Eine Ludothek ist – ähnlich einer Leihbibliothek – eine Einrichtung, in der Spiele ausprobiert und/oder ausgeliehen werden können. Hier sind Brett-, Karten- und Gemeinschaftsspiele verfügbar. Oftmals werden dort Spieletreffs sowie Spiele-Nachmittage- und -Abende veranstaltet. Die typische Zielgruppe einer Ludothek sind in erster Linie Kinder und Jugendliche, doch selbstverständlich sind Spielebegeisterte aller Generationen willkommen.
Noch gibt es nicht allzu viele Ludotheken in Hessen. Frankfurts erster Spieleverleih wurde am 25. April im Ben-Gurion-Ring 28 offiziell eröffnet. Dort, im Quartierszimmer des Evangelischen Familienzentrums Regenbogen, können Spielefans in Räumen, die von der GWH gestellt werden, mittwochs und freitags von 15 bis 18 Uhr zusammenspielen und aus einer Auswahl von etwa 500 Titeln ein Spiel ausleihen.
Die Leihdauer beträgt zwei Wochen. Wie in einer Leihbibliothek müssen sich Spieler registrieren und erhalten einen Benutzerausweis. Digitale und Video-Spiele werden nicht angeboten. Zurzeit liegt die Hauptlast der Arbeit bei den Mitarbeiterinnen des Familienzentrums Regenbogen; unterstützt werden sie von „Lotsen“, die ehrenamtlich bei Organisation, Ausleihe und Spielbetrieb helfen. Weitere ehrenamtliche Helfer werden dringend gesucht.
Eine Auswahl der Spielesammlung der Ludothek; Foto: D.Walz
Als MainRiedberg im Familienzentrum am Bügel eintraf, hatte sich bereits eine Seniorengruppe der Evangelische Erwachsenenbildung und Seniorenarbeit eingefunden:
Bei dieser Gelegenheit konnten die Leiterin Frau Michalaki und ihre Kollegin Frau Müller-Hopf den Besuchern einige Erläuterungen zur Ludothek geben und vor allem einige Spiele vorstellen. Selbstverständlich wurde auch gespielt: In kleinen Gruppen konnten die Senioren eine Reihe von Tischspielen selbst ausprobieren.
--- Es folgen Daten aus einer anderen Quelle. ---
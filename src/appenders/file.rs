//! File appender implementation

use super::rotating_file::{RotatingFileSink, RotationPolicy};
use crate::core::{AcceptAll, Appender, Filter, Formatter, LineFormatter, LogRecord, Result};
use std::path::{Path, PathBuf};
use std::sync::Arc;

/// Filters, formats and writes records to a [`RotatingFileSink`]
pub struct FileAppender {
    sink: RotatingFileSink,
    formatter: Arc<dyn Formatter>,
    filter: Arc<dyn Filter>,
}

impl FileAppender {
    /// Open `path` with the default rotation policy and line format
    pub fn new(path: impl Into<PathBuf>) -> Result<Self> {
        Self::with_policy(path.into(), RotationPolicy::default())
    }

    pub fn with_policy<P: AsRef<Path>>(path: P, policy: RotationPolicy) -> Result<Self> {
        Ok(Self {
            sink: RotatingFileSink::open(path, policy)?,
            formatter: Arc::new(LineFormatter::new()),
            filter: Arc::new(AcceptAll),
        })
    }

    #[must_use]
    pub fn with_formatter(mut self, formatter: Arc<dyn Formatter>) -> Self {
        self.formatter = formatter;
        self
    }

    #[must_use]
    pub fn with_filter(mut self, filter: Arc<dyn Filter>) -> Self {
        self.filter = filter;
        self
    }

    #[must_use]
    pub fn path(&self) -> &Path {
        self.sink.path()
    }

    #[must_use]
    pub fn sink(&self) -> &RotatingFileSink {
        &self.sink
    }
}

impl Appender for FileAppender {
    fn append(&mut self, record: &LogRecord) -> Result<()> {
        if !self.filter.accept(record) {
            return Ok(());
        }
        let line = self.formatter.format(record);
        self.sink.append(&line)
    }

    fn flush(&mut self) -> Result<()> {
        self.sink.flush()
    }

    fn name(&self) -> &str {
        "file"
    }

    fn close(&mut self) -> Result<()> {
        self.sink.close()
    }

    fn set_formatter(&mut self, formatter: Arc<dyn Formatter>) {
        self.formatter = formatter;
    }

    fn set_filter(&mut self, filter: Arc<dyn Filter>) {
        self.filter = filter;
    }

    fn set_buffered(&mut self, buffered: bool) -> Result<()> {
        self.sink.set_buffered(buffered)
    }
}
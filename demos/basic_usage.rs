//! Basic logger usage example
//!
//! Demonstrates console logging, placeholder messages, thresholds, named
//! loggers and error traces.
//!
//! Run with: cargo run --example basic_usage

use customlog::prelude::*;
use customlog::{error, info, warn};

#[derive(Debug, thiserror::Error)]
#[error("configuration file is missing key '{0}'")]
struct MissingKey(&'static str);

fn main() {
    println!("=== customlog - Basic Usage Example ===\n");

    // Without an output path every record goes to stderr
    let logger = Logger::new();

    println!("1. Logging at different levels:");
    logger.debug("This is a debug message", &[]);
    logger.info("This is an info message", &[]);
    logger.warn("This is a warning message", &[]);
    logger.error("This is an error message", None, &[]);

    println!("\n2. Placeholders:");
    logger.info("value={} count={}", &[&"x", &3]);
    logger.info("no placeholder, one parameter", &[&42]);
    info!(logger, "Server listening on port {}", 8080);

    println!("\n3. Threshold set to WARN - debug and info won't show:");
    logger.set_level(LevelFilter::Warn);
    logger.debug("Debug message (hidden)", &[]);
    logger.info("Info message (hidden)", &[]);
    warn!(logger, "Warning message (visible)");

    println!("\n4. Named loggers share the threshold and sink:");
    let db = logger.named("Database");
    db.warn("pool at {}% capacity", &[&92]);

    println!("\n5. Errors with a trace:");
    let err = MissingKey("logFilePath");
    error!(db, err = err, "Could not load {}", "settings");

    println!("\n=== Example completed successfully! ===");
}
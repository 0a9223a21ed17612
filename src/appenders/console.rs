//! Console appender implementation
//!
//! Writes to stderr. This is where records go until a logger is given an
//! output path, and where it falls back to if that path cannot be opened.

use crate::core::{AcceptAll, Appender, Filter, Formatter, LineFormatter, LogRecord, Result};
use std::io::Write;
use std::sync::Arc;

pub struct ConsoleAppender {
    use_colors: bool,
    formatter: Arc<dyn Formatter>,
    filter: Arc<dyn Filter>,
}

impl ConsoleAppender {
    pub fn new() -> Self {
        Self {
            use_colors: false,
            formatter: Arc::new(LineFormatter::new()),
            filter: Arc::new(AcceptAll),
        }
    }

    /// Colorize lines by level. Only takes effect with the `console` feature.
    pub fn with_colors(use_colors: bool) -> Self {
        Self {
            use_colors,
            ..Self::new()
        }
    }

    #[must_use]
    pub fn with_formatter(mut self, formatter: Arc<dyn Formatter>) -> Self {
        self.formatter = formatter;
        self
    }

    #[must_use]
    pub fn with_filter(mut self, filter: Arc<dyn Filter>) -> Self {
        self.filter = filter;
        self
    }

    fn render(&self, record: &LogRecord) -> String {
        let text = self.formatter.format(record);
        #[cfg(feature = "console")]
        if self.use_colors {
            use colored::Colorize;
            return text.color(record.level.color_code()).to_string();
        }
        text
    }
}

impl Default for ConsoleAppender {
    fn default() -> Self {
        Self::new()
    }
}

impl Appender for ConsoleAppender {
    fn append(&mut self, record: &LogRecord) -> Result<()> {
        if !self.filter.accept(record) {
            return Ok(());
        }
        let output = self.render(record);
        // Lock once so the line is not interleaved with other stderr writers
        let mut stderr = std::io::stderr().lock();
        stderr.write_all(output.as_bytes())?;
        Ok(())
    }

    fn flush(&mut self) -> Result<()> {
        std::io::stderr().flush()?;
        Ok(())
    }

    fn name(&self) -> &str {
        "console"
    }

    fn set_formatter(&mut self, formatter: Arc<dyn Formatter>) {
        self.formatter = formatter;
    }

    fn set_filter(&mut self, filter: Arc<dyn Filter>) {
        self.filter = filter;
    }
}
//! Password hashing helpers shared by the account services.

use anyhow::{Context, Result};

/// Hash a password using bcrypt.
pub(crate) fn hash_password(password: &str) -> Result<String> {
    // Use a lower cost factor for development speed
    let cost = if cfg!(debug_assertions) { 4 } else { 10 };
    bcrypt::hash(password, cost).context("Failed to hash password")
}

/// Verify a password against a bcrypt hash.
pub(crate) fn verify_password(password: &str, hash: &str) -> Result<bool> {
    bcrypt::verify(password, hash).context("Failed to verify password")
}
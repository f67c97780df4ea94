//! Test utilities and common setup.

use axum::Router;
use trackify::api;
use trackify::auth::{AuthConfig, AuthState};
use trackify::db::Database;

pub const TEST_DRIVER_CODE: &str = "ROUTE-7";

/// Create a test AuthConfig with a JWT secret and driver code.
fn test_auth_config() -> AuthConfig {
    AuthConfig {
        jwt_secret: Some("test-secret-for-integration-tests-minimum-32-chars".to_string()),
        driver_code: Some(TEST_DRIVER_CODE.to_string()),
        ..Default::default()
    }
}

/// Create a test application over an in-memory database, with no
/// mailer configured.
pub async fn test_app() -> Router {
    let db = Database::in_memory().await.unwrap();
    let auth_state = AuthState::new(test_auth_config());
    let state = api::AppState::new(&db, auth_state, None);
    api::create_router(state)
}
Die Seniorengruppe der Evangelischen Erwachsenenbildung und Seniorenarbeit; Foto: D.Walz
Aktivitäten wie diese bilden einen weiteren Schwerpunkt der Arbeit des Familienzentrums und der Ludothek. Es geht darum, über das gemeinsame Spiel Räume und Gelegenheiten zu schaffen, in denen Menschen unterschiedlicher Sprachen und Kulturen und Generation zusammenkommen. Die Gründung einer Ludothek im Ben-Gurion-Ring mag angesichts der heutigen Dominanz digitaler Spiele als ein gewagtes Unterfangen erschein – aber wo könnte Integration besser gelingen als in einem multiethischen, multikulturellen Umfeld der Hochhaussiedlung zwischen Bonames und Nieder-Eschbach?
Die klassischen Tisch- und Gesellschaftsspiele leisten dabei etwas, was digitale Spiele nie leisten können: Hier kommen Menschen von Angesicht zu Angesicht zusammen. Digitale Spiele, auch wenn sie online in Gruppen gespielt werden können, werden nie das persönliche Verhältnis zwischen den Mitspielern ersetzen können.
Dass man sich in der Ludothek am Bügel der digitalen Welt nicht völlig verschließt, zeigte sich beim Besuch der Seniorengruppe, als nämlich auf YouTube verwiesen wurde: Dort sind eine Reihe von Erklärvideos zu finden, die – von erfahrenen Spielern erstellt – die Spielregeln erläutern und nützliche Tipps geben.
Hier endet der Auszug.